*** Opening INFORMATION SUPPLIED ***
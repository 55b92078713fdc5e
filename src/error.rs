// ============================================
// src/error.rs
// エラー型
// ============================================

use std::path::PathBuf;

use thiserror::Error;

use crate::catalog::Difficulty;

/// 起動時の設定チェックで見つかる問題
#[derive(Debug, Error)]
pub enum ConfigError {
    #[error("{difficulty}: only {pool} countries for {options} options")]
    PoolTooSmall {
        difficulty: Difficulty,
        pool: usize,
        options: usize,
    },
    #[error("{difficulty}: options_count must be at least 2 (got {options})")]
    TooFewOptions { difficulty: Difficulty, options: usize },
    #[error("{difficulty}: question_count must be at least 1")]
    NoQuestions { difficulty: Difficulty },
    #[error("{difficulty}: duplicate country name {name:?}")]
    DuplicateName { difficulty: Difficulty, name: String },
    #[error("failed to read {}: {source}", path.display())]
    Io {
        path: PathBuf,
        #[source]
        source: std::io::Error,
    },
    #[error("invalid JSON in {}: {source}", path.display())]
    Json {
        path: PathBuf,
        #[source]
        source: serde_json::Error,
    },
}

/// 効果音の再生失敗 (ログに出すだけ)
#[derive(Debug, Error)]
pub enum AudioError {
    #[error("terminal bell failed: {0}")]
    Bell(#[from] std::io::Error),
}

/// main まで伝わるエラー
#[derive(Debug, Error)]
pub enum AppError {
    #[error(transparent)]
    Config(#[from] ConfigError),
    #[error("terminal error: {0}")]
    Terminal(#[from] std::io::Error),
}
*** Closing INFORMATION SUPPLIED ***
**EXERCISE DIRECTIONS:** All of the records above should be given again exactly as written.

**RESULT OF THE TASK:**
repository 55b92078713fdc5e
filename src/error.rs
// ============================================
// src/error.rs
// エラー型
// ============================================

use std::path::PathBuf;

use thiserror::Error;

use crate::catalog::Difficulty;

/// 起動時の設定チェックで見つかる問題
#[derive(Debug, Error)]
pub enum ConfigError {
    #[error("{difficulty}: only {pool} countries for {options} options")]
    PoolTooSmall {
        difficulty: Difficulty,
        pool: usize,
        options: usize,
    },
    #[error("{difficulty}: options_count must be at least 2 (got {options})")]
    TooFewOptions { difficulty: Difficulty, options: usize },
    #[error("{difficulty}: question_count must be at least 1")]
    NoQuestions { difficulty: Difficulty },
    #[error("{difficulty}: duplicate country name {name:?}")]
    DuplicateName { difficulty: Difficulty, name: String },
    #[error("failed to read {}: {source}", path.display())]
    Io {
        path: PathBuf,
        #[source]
        source: std::io::Error,
    },
    #[error("invalid JSON in {}: {source}", path.display())]
    Json {
        path: PathBuf,
        #[source]
        source: serde_json::Error,
    },
}

/// 効果音の再生失敗 (ログに出すだけ)
#[derive(Debug, Error)]
pub enum AudioError {
    #[error("terminal bell failed: {0}")]
    Bell(#[from] std::io::Error),
}

/// main まで伝わるエラー
#[derive(Debug, Error)]
pub enum AppError {
    #[error(transparent)]
    Config(#[from] ConfigError),
    #[error("terminal error: {0}")]
    Terminal(#[from] std::io::Error),
}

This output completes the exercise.